Судя по объяснениям врачей, опасность этого заболевания, на вид кажущегося безопасным, заключается в том, что бактерии атакуют непосредственно нервную систему человека, поражая сосуды, и последствия этого могут быть необратимы. В результате множество людей остались парализованными, другие ослепли, а некоторые не могли даже говорить. В самых тяжелых случаях, это стоило людям жизни. Нужно было узнать степень тяжести моей болезни, чтобы понять, что же со мной происходило. Я развернула сайт под названием www.sobrelyme.com с тем, чтобы делиться информацией об этой болезни с людьми, поскольку она не воспринимается с должной серьезностью, главным образом, из-за нехватки этой самой пресловутой информации даже в медицинской среде и в диагностических лабораториях, которые должны были бы распознавать это заболевание.
На хронической стадии, когда у меня обнаружили эту болезнь, инфекция прочно обосновалась в моем организме и была устойчива к любому виду антибиотиков, что всё очень осложняло. Поскольку мы пытались остановить болезнь всеми возможными способами, от лекарств у меня началась интоксикация организма. Степень интоксикации была столь сильна, что у меня проявился так называемый синдром Герксгеймера. В этом случае реакция организма на медикаменты до предела усугубляет всю клиническую симптоматику основной болезни; нервная система словно содрогается. Зачастую ухудшение симптоматических показателей можно спутать с аллергической реакцией на антибиотики, но это не так. Наоборот, эта реакция возникает вследствие того, что антибиотики борются с бактериями, которые, в свою очередь, выделяют токсины. Недомогание и дрожь на самом деле являются реакцией организма на его стремление очиститься от всех токсинов. Короче говоря, у меня в наличии имелась не только сама болезнь Лайма, но и отрицательная реакция организма на препараты, которые мне давали. Как говорится, беда не приходит одна.
Несколько месяцев я провалялась в постели, чувствуя, что умираю. У меня почти не было желания жить. Я чувствовала, что не стоило продолжать так мучиться. Я понимала всех неизлечимо больных людей. Например, раковых больных, которых подвергают химиотерапии, побочный эффект от которой настолько силен, что, порой, бывает очень тяжело продолжать борьбу с самой болезнью.
Слава богу, Томми всегда находился рядом со мной. Я смогла убедиться в том, что слова, произнесенные им перед алтарем – “в радости и горе... в болезни и здравии” – были искренними и шли от самого сердца, поскольку все это время он был рядом. Он вынужден был регулярно относить меня в ванную и укладывать в горячую воду. Он распутывал мои свалявшиеся волосы и мыл их, а я в это время заливалась слезами, говоря, чтобы он дал мне спокойно уйти, и твердила, что больше я не могу.

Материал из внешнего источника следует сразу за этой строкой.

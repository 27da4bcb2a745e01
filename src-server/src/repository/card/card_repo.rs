//! Card Repository - Core CRUD Operations
//!
//! SQLite-backed implementation for Card CRUD operations.
//! Position management lives in card_positioning.

use async_trait::async_trait;
use rusqlite::{params, OptionalExtension};

use super::super::cascade::delete_cascade;
use super::super::db::{internal, not_initialized, now_millis, persistence, SharedConnection};
use super::super::traits::Repository;
use crate::domain::{next_position, Card, DomainError, DomainResult, EntityRef};

const CARD_FIELDS: &str = "id, column_id, title, content, position, created_at, updated_at";

/// SQLite implementation of Card repository
#[derive(Clone)]
pub struct CardRepository {
    pub(super) conn: SharedConnection,
}

impl CardRepository {
    pub fn new(conn: SharedConnection) -> Self {
        Self { conn }
    }

    /// Cards of a column ordered by position
    pub async fn list_by_column(&self, column_id: u32) -> DomainResult<Vec<Card>> {
        let guard = self.conn.lock().await;
        let conn = guard.as_ref().ok_or_else(not_initialized)?;

        let mut stmt = conn
            .prepare(&format!(
                "SELECT {} FROM cards WHERE column_id = ? ORDER BY position, id",
                CARD_FIELDS
            ))
            .map_err(internal)?;
        let mut rows = stmt.query(params![column_id]).map_err(internal)?;

        let mut cards = Vec::new();
        while let Some(row) = rows.next().map_err(internal)? {
            cards.push(row_to_card(row)?);
        }
        Ok(cards)
    }

    /// Board owning the card's column
    pub async fn board_id_of(&self, card_id: u32) -> DomainResult<Option<u32>> {
        let guard = self.conn.lock().await;
        let conn = guard.as_ref().ok_or_else(not_initialized)?;

        conn.query_row(
            "SELECT c.board_id FROM cards k JOIN columns c ON k.column_id = c.id WHERE k.id = ?",
            params![card_id],
            |row| row.get(0),
        )
        .optional()
        .map_err(internal)
    }
}

#[async_trait]
impl Repository<Card> for CardRepository {
    /// Insert a card. A zero position means "append".
    async fn create(&self, entity: &Card) -> DomainResult<Card> {
        let guard = self.conn.lock().await;
        let conn = guard.as_ref().ok_or_else(not_initialized)?;

        let position = if entity.position == 0 {
            let max: Option<i64> = conn
                .query_row(
                    "SELECT MAX(position) FROM cards WHERE column_id = ?",
                    params![entity.column_id],
                    |row| row.get(0),
                )
                .map_err(internal)?;
            next_position(max)
        } else {
            entity.position
        };

        let now = now_millis();
        conn.execute(
            "INSERT INTO cards (column_id, title, content, position, created_at, updated_at) VALUES (?, ?, ?, ?, ?, ?)",
            params![entity.column_id, entity.title, entity.content, position, now, now],
        )
        .map_err(persistence)?;

        let mut card = entity.clone();
        card.id = conn.last_insert_rowid() as u32;
        card.position = position;
        card.created_at = now;
        card.updated_at = now;
        Ok(card)
    }

    async fn find_by_id(&self, id: u32) -> DomainResult<Option<Card>> {
        let guard = self.conn.lock().await;
        let conn = guard.as_ref().ok_or_else(not_initialized)?;

        conn.query_row(
            &format!("SELECT {} FROM cards WHERE id = ?", CARD_FIELDS),
            params![id],
            |row| Ok(row_to_card(row)),
        )
        .optional()
        .map_err(internal)?
        .transpose()
    }

    async fn list(&self) -> DomainResult<Vec<Card>> {
        let guard = self.conn.lock().await;
        let conn = guard.as_ref().ok_or_else(not_initialized)?;

        let mut stmt = conn
            .prepare(&format!("SELECT {} FROM cards ORDER BY column_id, position, id", CARD_FIELDS))
            .map_err(internal)?;
        let mut rows = stmt.query([]).map_err(internal)?;

        let mut cards = Vec::new();
        while let Some(row) = rows.next().map_err(internal)? {
            cards.push(row_to_card(row)?);
        }
        Ok(cards)
    }

    async fn update(&self, entity: &Card) -> DomainResult<Card> {
        let guard = self.conn.lock().await;
        let conn = guard.as_ref().ok_or_else(not_initialized)?;

        let now = now_millis();
        let changed = conn
            .execute(
                "UPDATE cards SET column_id = ?, title = ?, content = ?, position = ?, updated_at = ? WHERE id = ?",
                params![entity.column_id, entity.title, entity.content, entity.position, now, entity.id],
            )
            .map_err(persistence)?;

        if changed == 0 {
            return Err(DomainError::NotFound(format!("Card {} not found", entity.id)));
        }

        let mut card = entity.clone();
        card.updated_at = now;
        Ok(card)
    }

    async fn delete(&self, id: u32) -> DomainResult<()> {
        delete_cascade(&self.conn, EntityRef::Card(id)).await?;
        Ok(())
    }
}

/// Convert a database row to Card
pub(crate) fn row_to_card(row: &rusqlite::Row) -> DomainResult<Card> {
    let malformed = |e: rusqlite::Error| DomainError::malformed("cards", e);
    Ok(Card {
        id: row.get(0).map_err(malformed)?,
        column_id: row.get(1).map_err(malformed)?,
        title: row.get(2).map_err(malformed)?,
        content: row.get(3).map_err(malformed)?,
        position: row.get(4).map_err(malformed)?,
        created_at: row.get(5).map_err(malformed)?,
        updated_at: row.get(6).map_err(malformed)?,
    })
}
//! Mutation Dispatch
//!
//! Persistence calls run as tokio tasks keyed by the container they write.
//! Each dispatch gets a per-container sequence number; results come back
//! over a channel as `Completion`s.

use std::collections::HashMap;
use std::sync::Arc;

use serde::{Deserialize, Serialize};
use tokio::sync::{mpsc, watch};

use crate::commands::{BoardBackend, MoveCardArgs, ReorderCardsArgs, ReorderColumnsArgs};

/// Container a mutation writes
#[derive(Debug, Clone, Copy, PartialEq, Eq, Hash, Serialize, Deserialize)]
pub enum ContainerKey {
    /// Column order of a board
    Board(u32),
    /// Card order of a column
    Column(u32),
}

/// What the server keeps when writes to one container overlap
#[derive(Debug, Clone, Copy, Default, PartialEq, Eq, Serialize, Deserialize)]
pub enum CompletionOrdering {
    /// Tasks run concurrently; whichever finishes last is stored
    #[default]
    LastCompletedWins,
    /// Tasks of a container run in issue order; older completions are stale.
    /// A card move waits on both its source and target columns.
    LastIssuedWins,
}

#[derive(Debug, Clone, PartialEq, Eq)]
pub enum Mutation {
    ReorderColumns(ReorderColumnsArgs),
    ReorderCards(ReorderCardsArgs),
    MoveCard { source_column_id: u32, args: MoveCardArgs },
}

impl Mutation {
    pub fn key(&self) -> ContainerKey {
        match self {
            Mutation::ReorderColumns(args) => ContainerKey::Board(args.board_id),
            Mutation::ReorderCards(args) => ContainerKey::Column(args.column_id),
            Mutation::MoveCard { args, .. } => ContainerKey::Column(args.target_column_id),
        }
    }

    /// Every container the mutation rewrites, `key()` first
    pub fn touched(&self) -> Vec<ContainerKey> {
        let key = self.key();
        match self {
            Mutation::MoveCard { source_column_id, .. } if ContainerKey::Column(*source_column_id) != key => {
                vec![key, ContainerKey::Column(*source_column_id)]
            }
            _ => vec![key],
        }
    }

    /// Message shown to the user when this mutation fails
    pub fn failure_message(&self) -> &'static str {
        match self {
            Mutation::ReorderColumns(_) => "Failed to save column order",
            Mutation::ReorderCards(_) => "Failed to save card order",
            Mutation::MoveCard { .. } => "Failed to move card",
        }
    }

    async fn send<B: BoardBackend + ?Sized>(&self, backend: &B) -> Result<(), String> {
        match self {
            Mutation::ReorderColumns(args) => backend.reorder_columns(args.clone()).await,
            Mutation::ReorderCards(args) => backend.reorder_cards(args.clone()).await,
            Mutation::MoveCard { args, .. } => backend.move_card(args.clone()).await,
        }
    }
}

/// Result of one dispatched mutation
#[derive(Debug, Clone, PartialEq, Eq)]
pub struct Completion {
    pub key: ContainerKey,
    pub seq: u64,
    pub mutation: Mutation,
    pub result: Result<(), String>,
}

pub struct MutationQueue<B: BoardBackend + 'static> {
    backend: Arc<B>,
    ordering: CompletionOrdering,
    latest_seq: HashMap<ContainerKey, u64>,
    /// Done signal of the last task per container, awaited by the next one under `LastIssuedWins`
    tails: HashMap<ContainerKey, watch::Receiver<bool>>,
    in_flight: usize,
    tx: mpsc::UnboundedSender<Completion>,
    rx: mpsc::UnboundedReceiver<Completion>,
}

impl<B: BoardBackend + 'static> MutationQueue<B> {
    pub fn new(backend: Arc<B>, ordering: CompletionOrdering) -> Self {
        let (tx, rx) = mpsc::unbounded_channel();
        Self {
            backend,
            ordering,
            latest_seq: HashMap::new(),
            tails: HashMap::new(),
            in_flight: 0,
            tx,
            rx,
        }
    }

    pub fn ordering(&self) -> CompletionOrdering {
        self.ordering
    }

    pub fn backend(&self) -> &Arc<B> {
        &self.backend
    }

    /// Dispatches not yet received back
    pub fn in_flight(&self) -> usize {
        self.in_flight
    }

    pub fn latest_issued(&self, key: ContainerKey) -> u64 {
        self.latest_seq.get(&key).copied().unwrap_or(0)
    }

    /// Spawn the backend call and return its sequence number. Never blocks.
    pub fn dispatch(&mut self, mutation: Mutation) -> u64 {
        let key = mutation.key();
        let seq = self.latest_seq.entry(key).or_insert(0);
        *seq += 1;
        let seq = *seq;

        let (done_tx, done_rx) = watch::channel(false);
        let mut previous = Vec::new();
        if self.ordering == CompletionOrdering::LastIssuedWins {
            for touched in mutation.touched() {
                if let Some(tail) = self.tails.insert(touched, done_rx.clone()) {
                    previous.push(tail);
                }
            }
        }

        let backend = Arc::clone(&self.backend);
        let tx = self.tx.clone();
        tokio::spawn(async move {
            for mut tail in previous {
                // A dropped sender (panicked predecessor) also releases the chain
                let _ = tail.wait_for(|done| *done).await;
            }
            let result = mutation.send(backend.as_ref()).await;
            let _ = done_tx.send(true);
            if tx.send(Completion { key, seq, mutation, result }).is_err() {
                log::debug!("[DISPATCH] queue dropped before {:?}#{} completed", key, seq);
            }
        });

        self.in_flight += 1;
        log::debug!("[DISPATCH] issued {:?}#{}", key, seq);
        seq
    }

    /// A completion older than the latest dispatch of its container, under `LastIssuedWins`
    pub fn is_stale(&self, completion: &Completion) -> bool {
        self.ordering == CompletionOrdering::LastIssuedWins && completion.seq < self.latest_issued(completion.key)
    }

    /// Next finished completion, if any, without waiting
    pub fn try_next(&mut self) -> Option<Completion> {
        let completion = self.rx.try_recv().ok()?;
        self.in_flight = self.in_flight.saturating_sub(1);
        Some(completion)
    }

    /// Wait for the next completion. `None` when nothing is in flight.
    pub async fn next(&mut self) -> Option<Completion> {
        if self.in_flight == 0 {
            return None;
        }
        let completion = self.rx.recv().await?;
        self.in_flight = self.in_flight.saturating_sub(1);
        Some(completion)
    }
}
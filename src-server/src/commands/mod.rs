//! Commands Layer
//!
//! One async handler per user action. Each takes the shared `AppState` and the
//! authenticated caller, checks board ownership and marks read paths stale.

mod access;
mod board_cmd;
mod column_cmd;
mod card_cmd;
mod ai_cmd;


pub use board_cmd::*;
pub use column_cmd::*;
pub use card_cmd::*;
pub use ai_cmd::*;
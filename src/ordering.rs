//! Local ordering helpers
//!
//! Pure list operations the reconciler applies to the mirror before the
//! backend confirms anything.

use crate::models::Column;

/// Gap between consecutive siblings after renormalization
pub const POSITION_STEP: i64 = 1000;

/// Move the element at `from` so it ends up at index `to`
pub fn array_move<T>(items: &mut Vec<T>, from: usize, to: usize) {
    if from >= items.len() || from == to {
        return;
    }
    let item = items.remove(from);
    let to = to.min(items.len());
    items.insert(to, item);
}

/// Renumber `positions` in place: 1000, 2000, ...
pub fn renormalize<T>(items: &mut [T], mut set_position: impl FnMut(&mut T, i64)) {
    for (index, item) in items.iter_mut().enumerate() {
        set_position(item, (index as i64 + 1) * POSITION_STEP);
    }
}

/// Take `card_id` out of `source_column_id` and put it into `target_column_id`.
///
/// The card lands before `over_card_id`, or at the end when there is no
/// hovered card or it is not in the target column. Returns `None` when a
/// column or the card cannot be found.
pub fn move_card_locally(
    columns: &[Column],
    card_id: u32,
    source_column_id: u32,
    target_column_id: u32,
    over_card_id: Option<u32>,
) -> Option<Vec<Column>> {
    let mut next = columns.to_vec();
    let source = next.iter().position(|c| c.id == source_column_id)?;
    let target = next.iter().position(|c| c.id == target_column_id)?;
    let card_index = next[source].card_index(card_id)?;

    let mut card = next[source].cards.remove(card_index);
    card.column_id = target_column_id;

    let target_cards = &mut next[target].cards;
    match over_card_id.and_then(|over| target_cards.iter().position(|c| c.id == over)) {
        Some(index) => target_cards.insert(index, card),
        None => target_cards.push(card),
    }
    Some(next)
}

#[cfg(test)]
mod tests {
    use super::*;
    use crate::models::Card;

    fn column(id: u32, cards: &[u32]) -> Column {
        Column {
            id,
            board_id: 1,
            name: format!("column {}", id),
            position: id as i64 * POSITION_STEP,
            cards: cards
                .iter()
                .enumerate()
                .map(|(i, card_id)| Card {
                    id: *card_id,
                    column_id: id,
                    title: format!("card {}", card_id),
                    content: None,
                    position: (i as i64 + 1) * POSITION_STEP,
                })
                .collect(),
        }
    }

    #[test]
    fn test_array_move() {
        let mut items = vec!['a', 'b', 'c', 'd'];
        array_move(&mut items, 0, 2);
        assert_eq!(items, vec!['b', 'c', 'a', 'd']);
        array_move(&mut items, 3, 0);
        assert_eq!(items, vec!['d', 'b', 'c', 'a']);
        array_move(&mut items, 9, 0);
        assert_eq!(items, vec!['d', 'b', 'c', 'a']);
    }

    #[test]
    fn test_move_card_before_hovered_card() {
        let columns = vec![column(1, &[11, 12, 13]), column(2, &[21, 22])];

        let next = move_card_locally(&columns, 12, 1, 2, Some(22)).unwrap();

        assert_eq!(next[0].card_ids(), vec![11, 13]);
        assert_eq!(next[1].card_ids(), vec![21, 12, 22]);
        assert_eq!(next[1].cards[1].column_id, 2);
        // Input untouched
        assert_eq!(columns[0].card_ids(), vec![11, 12, 13]);
    }

    #[test]
    fn test_move_card_appends_without_known_hover() {
        let columns = vec![column(1, &[11]), column(2, &[21])];

        let on_background = move_card_locally(&columns, 11, 1, 2, None).unwrap();
        assert_eq!(on_background[1].card_ids(), vec![21, 11]);

        let unknown_hover = move_card_locally(&columns, 11, 1, 2, Some(99)).unwrap();
        assert_eq!(unknown_hover[1].card_ids(), vec![21, 11]);
    }

    #[test]
    fn test_move_card_unknown_column() {
        let columns = vec![column(1, &[11])];
        assert!(move_card_locally(&columns, 11, 1, 7, None).is_none());
        assert!(move_card_locally(&columns, 99, 1, 1, None).is_none());
    }

    #[test]
    fn test_renormalize() {
        let mut columns = vec![column(3, &[]), column(1, &[])];
        renormalize(&mut columns, |c, p| c.position = p);
        assert_eq!(columns[0].position, 1000);
        assert_eq!(columns[1].position, 2000);
    }
}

- У меня больше нет сил бороться... ради бога, Томми, дай мне уйти...
- Ну что ты, детка, не говори ерунду, – очень ласково говорил он, задыхаясь от слез, – ты поправишься... Ты нужна нам с Сабриной. Вот увидишь, ты поправишься.
Томми был моей медсестрой, заботливой сиделкой, моим спутником. Он надевал на меня пижаму, приводил в порядок мои волосы. Я была чистым скелетом, но он ни разу не позволил, чтобы я увидела на его лице отражение беспокойства или какой-либо знак брезгливости. Всякий раз он говорил мне комплименты: “Ты очень красива, любимая. Тебе так идет этот цвет. Ты выглядишь просто потрясающе, ты окрепнешь”. Он сажал меня в машину и вез на прогулку любоваться вечерними сумерками. Ни разу, никогда он не позволил мне пасть духом.